Sprint presents two different stories: carrier suggests financial health during quarterly earnings report, but claims it can’t compete without T-Mobile merger in FCC filing.
It has been no secret among industry observers and Wall Street analysts that Sprint has been unable to correct its flagging performance and the wireless carrier might have a tough time regrouping unless it’s able to jump start revenue and subscriber growth, writes FierceWireless’ Mike Dano. After Sprint’s recent filling with the FCC it’s apparent the carrier is well aware of its situation, too.
“Sprint’s standalone future will not be one that allows it to be an effective competitor to Verizon and AT&T on a nationwide basis,” the company wrote in a filing with the FCC. “And though Sprint’s massive cost reductions have stabilized the company’s finances and yielded positive free cash flow for the first time in many years, the company achieved that result only by shrinking the company and reducing network investment to historically low levels. Put simply, Sprint lacks the scale and resources to expand its network capital spending (as required to avoid falling further behind in network quality and to begin deploying 5G network technologies) and continue its aggressive spending (in the form of promotional pricing and other incentives) on customer acquisition.”
It probably does not come as a surprise that Sprint’s less than glowing outlook is contained within its filing with T-Mobile that urged the FCC to approve the carriers’ proposed merger. Sprint made the case in the FCC filing that it won’t be able to compete going forward unless regulators allow the merger to go through.
T-Mobile made a similar argument in the filing, but it provided a more optimistic outlook on its future.
“T-Mobile, as a standalone company, has had some success but will not be able to continue competing as well without the merger,” the carrier wrote.
Sprint’s outlook was the one that stood out in the filing, however. The company’s assessment of its own future sat under a headline that read, “Sprint Faces Serious Challenges for the Future.”
Some of Sprint’s Challenges include: it is losing customers, “despite Sprint’s aggressive attempts to add subscribers and thereby gain scale”; the carrier’s LTE network is smaller than its rivals’ which forces it to engage in expensive roaming agreements; and within its network footprint, the combination of Sprint’s limited 2.5 GHz spectrum and an inadequate density of small cell sites equipped with 2.5 GHz radios, results in significant coverage gaps in the 2.5 GHz layer.
Sprint also faces challenges deploying 5G. The carrier will only be able to deploy the network on its 2.5 GHz spectrum and only in dense, urban areas as it does not have enough low-band spectrum for 5G and because it’ll be too expensive to deploy 5G on its spectrum across the U.S. Plus, Sprint will have to deploy significant Multiple Input Multiple Output (MIMO) technology in heavily congested areas, which means its 5G network “will not be contagious.”

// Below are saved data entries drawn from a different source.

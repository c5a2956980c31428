// Copyright (c) 2025 Felix Kahle.
//
// Permission is hereby granted, free of charge, to any person obtaining
// a copy of this software and associated documentation files (the
// "Software"), to deal in the Software without restriction, including
// without limitation the rights to use, copy, modify, merge, publish,
// distribute, sublicense, and/or sell copies of the Software, and to
// permit persons to whom the Software is furnished to do so, subject to
// the following conditions:
//
// The above copyright notice and this permission notice shall be
// included in all copies or substantial portions of the Software.
//
// THE SOFTWARE IS PROVIDED "AS IS", WITHOUT WARRANTY OF ANY KIND,
// EXPRESS OR IMPLIED, INCLUDING BUT NOT LIMITED TO THE WARRANTIES OF
// MERCHANTABILITY, FITNESS FOR A PARTICULAR PURPOSE AND
// NONINFRINGEMENT. IN NO EVENT SHALL THE AUTHORS OR COPYRIGHT HOLDERS BE
// LIABLE FOR ANY CLAIM, DAMAGES OR OTHER LIABILITY, WHETHER IN AN ACTION
// OF CONTRACT, TORT OR OTHERWISE, ARISING FROM, OUT OF OR IN CONNECTION
// WITH THE SOFTWARE OR THE USE OR OTHER DEALINGS IN THE SOFTWARE.

//! Move evaluation.
//!
//! A move recolors one vertex. Its delta is the number of conflicts the vertex
//! would have under the candidate color minus the number it has now; negative
//! deltas are improvements. Neither function here mutates any state.
//!
//! `evaluate_move` prices a single candidate in one pass over the neighbor
//! list. `MoveEvaluator::best_move` prices all `k - 1` alternatives at once
//! through a reusable per-color histogram and picks the smallest delta, with
//! the lowest color index winning ties. Given the same coloring both paths
//! agree on every delta.

use chroma_model::{
    coloring::Coloring,
    index::{ColorIndex, VertexIndex},
    neighbors::NeighborIndex,
};

/// Returns the change in conflicts at `vertex` if it were recolored to `candidate`.
///
/// Runs in O(deg(vertex)). A candidate equal to the current color yields `0`.
pub fn evaluate_move(
    vertex: VertexIndex,
    candidate: ColorIndex,
    neighbors: &NeighborIndex,
    coloring: &Coloring,
) -> i64 {
    let colors = coloring.colors();
    let current = coloring.color_of(vertex);

    let mut with_candidate = 0i64;
    let mut with_current = 0i64;
    for &nb in neighbors.neighbors(vertex) {
        let c = colors[nb];
        if c == candidate {
            with_candidate += 1;
        }
        if c == current {
            with_current += 1;
        }
    }
    with_candidate - with_current
}

/// A candidate recoloring together with its conflict delta.
#[derive(Debug, Clone, Copy, PartialEq, Eq, Hash)]
pub struct Move {
    pub vertex: VertexIndex,
    pub color: ColorIndex,
    pub delta: i64,
}

impl std::fmt::Display for Move {
    fn fmt(&self, f: &mut std::fmt::Formatter<'_>) -> std::fmt::Result {
        write!(f, "Move({} -> {}, delta: {})", self.vertex, self.color, self.delta)
    }
}

/// Finds the best recoloring of a vertex.
///
/// Holds a histogram of neighbor colors that is filled and cleared on every
/// call, so repeated calls do not allocate once the buffer covers `k` colors.
#[derive(Debug, Clone, Default, PartialEq, Eq)]
pub struct MoveEvaluator {
    histogram: Vec<u32>,
}

impl MoveEvaluator {
    /// Creates an evaluator with an empty histogram.
    #[inline]
    pub fn new() -> Self {
        Self {
            histogram: Vec::new(),
        }
    }

    /// Creates an evaluator whose histogram already covers `num_colors` colors.
    #[inline]
    pub fn preallocated(num_colors: usize) -> Self {
        Self {
            histogram: vec![0; num_colors],
        }
    }

    /// Returns the minimal-delta recoloring of `vertex` among the `num_colors - 1`
    /// colors other than its current one.
    ///
    /// Ties go to the lowest color index. Returns `None` when there is no other
    /// color to move to (`num_colors <= 1`). Runs in O(deg(vertex) + num_colors).
    pub fn best_move(
        &mut self,
        vertex: VertexIndex,
        num_colors: usize,
        neighbors: &NeighborIndex,
        coloring: &Coloring,
    ) -> Option<Move> {
        if num_colors <= 1 {
            return None;
        }
        if self.histogram.len() < num_colors {
            self.histogram.resize(num_colors, 0);
        }

        let colors = coloring.colors();
        let adjacent = neighbors.neighbors(vertex);
        for &nb in adjacent {
            let c = colors[nb].get();
            debug_assert!(
                c < num_colors,
                "called `MoveEvaluator::best_move` with neighbor color {} outside 0..{}",
                c,
                num_colors
            );
            self.histogram[c] += 1;
        }

        let current = coloring.color_of(vertex).get();
        let current_conflicts = i64::from(self.histogram[current]);

        let mut best: Option<Move> = None;
        for c in (0..num_colors).filter(|&c| c != current) {
            let delta = i64::from(self.histogram[c]) - current_conflicts;
            if best.is_none_or(|b| delta < b.delta) {
                best = Some(Move {
                    vertex,
                    color: ColorIndex::new(c),
                    delta,
                });
            }
        }

        for &nb in adjacent {
            self.histogram[colors[nb].get()] = 0;
        }

        best
    }
}

#[cfg(test)]
mod tests {
    use super::*;
    use chroma_model::graph::Graph;
    use rand::{Rng, SeedableRng};
    use rand_chacha::ChaCha8Rng;

    fn vi(n: usize) -> VertexIndex {
        VertexIndex::new(n)
    }

    fn ci(n: usize) -> ColorIndex {
        ColorIndex::new(n)
    }

    fn star() -> (Graph, NeighborIndex) {
        // Center 0 with leaves 1..=4.
        let g = Graph::new(5, vec![(0, 1), (0, 2), (0, 3), (0, 4)]).unwrap();
        let n = NeighborIndex::new(&g);
        (g, n)
    }

    #[test]
    fn test_evaluate_move_counts_against_current() {
        let (_, n) = star();
        let coloring: Coloring = [0, 0, 0, 1, 2].into_iter().collect();

        assert_eq!(evaluate_move(vi(0), ci(0), &n, &coloring), 0);
        assert_eq!(evaluate_move(vi(0), ci(1), &n, &coloring), -1);
        assert_eq!(evaluate_move(vi(0), ci(2), &n, &coloring), -1);
        assert_eq!(evaluate_move(vi(0), ci(3), &n, &coloring), -2);
    }

    #[test]
    fn test_best_move_prefers_lowest_index_on_ties() {
        let (_, n) = star();
        let coloring: Coloring = [0, 0, 0, 1, 2].into_iter().collect();
        let mut eval = MoveEvaluator::new();

        // Colors 1 and 2 both give -1; 1 must win.
        let best = eval.best_move(vi(0), 3, &n, &coloring).unwrap();
        assert_eq!(best.color, ci(1));
        assert_eq!(best.delta, -1);

        // A fourth, unused color beats both.
        let best = eval.best_move(vi(0), 4, &n, &coloring).unwrap();
        assert_eq!(best.color, ci(3));
        assert_eq!(best.delta, -2);
    }

    #[test]
    fn test_best_move_may_worsen() {
        // Vertex 0 is conflict free under color 0; every other color is worse or equal.
        let g = Graph::new(3, vec![(0, 1), (0, 2)]).unwrap();
        let n = NeighborIndex::new(&g);
        let coloring: Coloring = [0, 1, 1].into_iter().collect();
        let mut eval = MoveEvaluator::preallocated(2);

        let best = eval.best_move(vi(0), 2, &n, &coloring).unwrap();
        assert_eq!(best.color, ci(1));
        assert_eq!(best.delta, 2);
    }

    #[test]
    fn test_best_move_single_color_has_no_alternative() {
        let (_, n) = star();
        let coloring = Coloring::uniform(5, ci(0));
        let mut eval = MoveEvaluator::new();
        assert_eq!(eval.best_move(vi(0), 1, &n, &coloring), None);
    }

    #[test]
    fn test_best_move_isolated_vertex() {
        let g = Graph::empty(2);
        let n = NeighborIndex::new(&g);
        let coloring: Coloring = [2, 0].into_iter().collect();
        let mut eval = MoveEvaluator::new();

        let best = eval.best_move(vi(0), 3, &n, &coloring).unwrap();
        assert_eq!(best.color, ci(0));
        assert_eq!(best.delta, 0);
    }

    #[test]
    fn test_best_move_agrees_with_exhaustive_scan() {
        let mut rng = ChaCha8Rng::seed_from_u64(5);
        let num_vertices = 25;
        let k = 5;
        let mut edges = Vec::new();
        while edges.len() < 80 {
            let u = rng.random_range(0..num_vertices);
            let v = rng.random_range(0..num_vertices);
            if u != v {
                edges.push((u, v));
            }
        }
        let g = Graph::new(num_vertices, edges).unwrap();
        let n = NeighborIndex::new(&g);
        let coloring = Coloring::random(num_vertices, k, &mut rng);
        let mut eval = MoveEvaluator::preallocated(k);

        for v in g.vertices() {
            let current = coloring.color_of(v);
            let mut expected: Option<(ColorIndex, i64)> = None;
            for c in (0..k).map(ci).filter(|&c| c != current) {
                let delta = evaluate_move(v, c, &n, &coloring);
                if expected.is_none_or(|(_, d)| delta < d) {
                    expected = Some((c, delta));
                }
            }
            let best = eval.best_move(v, k, &n, &coloring).unwrap();
            assert_eq!(Some((best.color, best.delta)), expected, "vertex {}", v);
        }
    }

    #[test]
    fn test_histogram_is_cleared_between_calls() {
        let (_, n) = star();
        let coloring: Coloring = [0, 1, 1, 1, 1].into_iter().collect();
        let mut eval = MoveEvaluator::new();

        let first = eval.best_move(vi(0), 3, &n, &coloring).unwrap();
        let second = eval.best_move(vi(0), 3, &n, &coloring).unwrap();
        assert_eq!(first, second);
        assert_eq!(first.color, ci(2));
        assert_eq!(first.delta, 0);
    }

    #[test]
    fn test_move_display() {
        let m = Move {
            vertex: vi(0),
            color: ci(2),
            delta: -1,
        };
        assert_eq!(m.to_string(), "Move(VertexIndex(0) -> ColorIndex(2), delta: -1)");
    }
}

Of course there’s also the issue of Sprint’s finances. The carrier wrote about the matter, “Sprint’s service revenue and ARPU have been declining for at least five years, with total service revenue falling around 25 percent from 2013 to 2018, and postpaid ARPU falling approximately 30 percent. Sprint also has a current net debt of approximately $32 billion and is the most highly leveraged company in the S&P 500.”

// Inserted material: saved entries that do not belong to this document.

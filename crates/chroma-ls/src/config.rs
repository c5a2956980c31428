// Copyright (c) 2025 Felix Kahle.
//
// Permission is hereby granted, free of charge, to any person obtaining
// a copy of this software and associated documentation files (the
// "Software"), to deal in the Software without restriction, including
// without limitation the rights to use, copy, modify, merge, publish,
// distribute, sublicense, and/or sell copies of the Software, and to
// permit persons to whom the Software is furnished to do so, subject to
// the following conditions:
//
// The above copyright notice and this permission notice shall be
// included in all copies or substantial portions of the Software.
//
// THE SOFTWARE IS PROVIDED "AS IS", WITHOUT WARRANTY OF ANY KIND,
// EXPRESS OR IMPLIED, INCLUDING BUT NOT LIMITED TO THE WARRANTIES OF
// MERCHANTABILITY, FITNESS FOR A PARTICULAR PURPOSE AND
// NONINFRINGEMENT. IN NO EVENT SHALL THE AUTHORS OR COPYRIGHT HOLDERS BE
// LIABLE FOR ANY CLAIM, DAMAGES OR OTHER LIABILITY, WHETHER IN AN ACTION
// OF CONTRACT, TORT OR OTHERWISE, ARISING FROM, OUT OF OR IN CONNECTION
// WITH THE SOFTWARE OR THE USE OR OTHER DEALINGS IN THE SOFTWARE.

//! Search parameters.
//!
//! `SearchConfig` can only be obtained through `SearchConfigBuilder::build`,
//! which validates every field, so the engine never has to re-check them.
//! The step budget is a `u64`; a negative budget cannot be expressed.

use crate::error::InvalidConfigurationError;

/// Validated parameters of a coloring search.
#[derive(Debug, Clone, PartialEq)]
pub struct SearchConfig {
    num_colors: usize,
    max_steps: u64,
    random_walk_probability: f64,
    min_hill_climb_streak: u64,
    parallel_verification: bool,
    verification_interval: u64,
}

impl SearchConfig {
    /// Default probability of a random-walk move once the forced streak is over.
    pub const DEFAULT_RANDOM_WALK_PROBABILITY: f64 = 0.3;

    /// Default number of steps between two verification passes.
    pub const DEFAULT_VERIFICATION_INTERVAL: u64 = 1000;

    /// Starts a builder for `num_colors` colors and a budget of `max_steps` steps.
    #[inline]
    pub fn builder(num_colors: usize, max_steps: u64) -> SearchConfigBuilder {
        SearchConfigBuilder::new(num_colors, max_steps)
    }

    /// Number of colors `k`; colors range over `0..k`.
    #[inline]
    pub fn num_colors(&self) -> usize {
        self.num_colors
    }

    /// Maximum number of steps before the search is exhausted.
    #[inline]
    pub fn max_steps(&self) -> u64 {
        self.max_steps
    }

    /// Probability of a random-walk move when a move is not forced.
    #[inline]
    pub fn random_walk_probability(&self) -> f64 {
        self.random_walk_probability
    }

    /// Number of consecutive hill-climb moves forced before a random walk may happen.
    #[inline]
    pub fn min_hill_climb_streak(&self) -> u64 {
        self.min_hill_climb_streak
    }

    /// Whether the bulk counter periodically cross-checks the incremental total.
    #[inline]
    pub fn parallel_verification(&self) -> bool {
        self.parallel_verification
    }

    /// Number of steps between verification passes.
    #[inline]
    pub fn verification_interval(&self) -> u64 {
        self.verification_interval
    }
}

impl std::fmt::Display for SearchConfig {
    fn fmt(&self, f: &mut std::fmt::Formatter<'_>) -> std::fmt::Result {
        write!(
            f,
            "SearchConfig(colors: {}, max_steps: {}, random_walk: {}, min_hill_climb: {}, verification: ",
            self.num_colors,
            self.max_steps,
            self.random_walk_probability,
            self.min_hill_climb_streak
        )?;
        if self.parallel_verification {
            write!(f, "every {} steps)", self.verification_interval)
        } else {
            write!(f, "off)")
        }
    }
}

/// Builder for `SearchConfig`.
#[derive(Debug, Clone, PartialEq)]
pub struct SearchConfigBuilder {
    num_colors: usize,
    max_steps: u64,
    random_walk_probability: f64,
    min_hill_climb_streak: u64,
    parallel_verification: bool,
    verification_interval: u64,
}

impl SearchConfigBuilder {
    /// Creates a builder with the default optional parameters.
    #[inline]
    pub fn new(num_colors: usize, max_steps: u64) -> Self {
        Self {
            num_colors,
            max_steps,
            random_walk_probability: SearchConfig::DEFAULT_RANDOM_WALK_PROBABILITY,
            min_hill_climb_streak: 0,
            parallel_verification: false,
            verification_interval: SearchConfig::DEFAULT_VERIFICATION_INTERVAL,
        }
    }

    #[inline]
    pub fn with_random_walk_probability(mut self, probability: f64) -> Self {
        self.random_walk_probability = probability;
        self
    }

    #[inline]
    pub fn with_min_hill_climb_streak(mut self, streak: u64) -> Self {
        self.min_hill_climb_streak = streak;
        self
    }

    #[inline]
    pub fn with_parallel_verification(mut self, enabled: bool) -> Self {
        self.parallel_verification = enabled;
        self
    }

    #[inline]
    pub fn with_verification_interval(mut self, interval: u64) -> Self {
        self.verification_interval = interval;
        self
    }

    /// Validates the parameters and produces the configuration.
    pub fn build(self) -> Result<SearchConfig, InvalidConfigurationError> {
        if self.num_colors == 0 {
            return Err(InvalidConfigurationError::NoColors);
        }
        // `contains` is false for NaN.
        if !(0.0..=1.0).contains(&self.random_walk_probability) {
            return Err(InvalidConfigurationError::ProbabilityOutOfRange(
                self.random_walk_probability,
            ));
        }
        if self.verification_interval == 0 {
            return Err(InvalidConfigurationError::ZeroVerificationInterval);
        }

        Ok(SearchConfig {
            num_colors: self.num_colors,
            max_steps: self.max_steps,
            random_walk_probability: self.random_walk_probability,
            min_hill_climb_streak: self.min_hill_climb_streak,
            parallel_verification: self.parallel_verification,
            verification_interval: self.verification_interval,
        })
    }
}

Sprint’s gloomy outlook in its recent FCC filing differs significantly from what the carrier said during its recent quarterly earnings reports. At that time, Sprint CEO Marcelo Claure stated, “In the fourth year of our turnaround, Sprint delivered the best financial results in company history as a result of growing our customer base and continuously improving our cost structure, while significantly improving our LTE network and initiating deployment for the first truly mobile 5G network in the U.S.”
Claure made those comments in May at the company’s first quarter results release and after it announced it planned to merge with T-Mobile.
Despite those statements, Sprint’s FCC filing is a closer match to the outlook MoffettNathanson analysts shared in May than what Claure said at the time.
“Absent a merger with T-Mobile, Sprint still doesn’t look sustainable,” the MoffettNathanson analysts wrote following the release of Sprint’s first quarter results.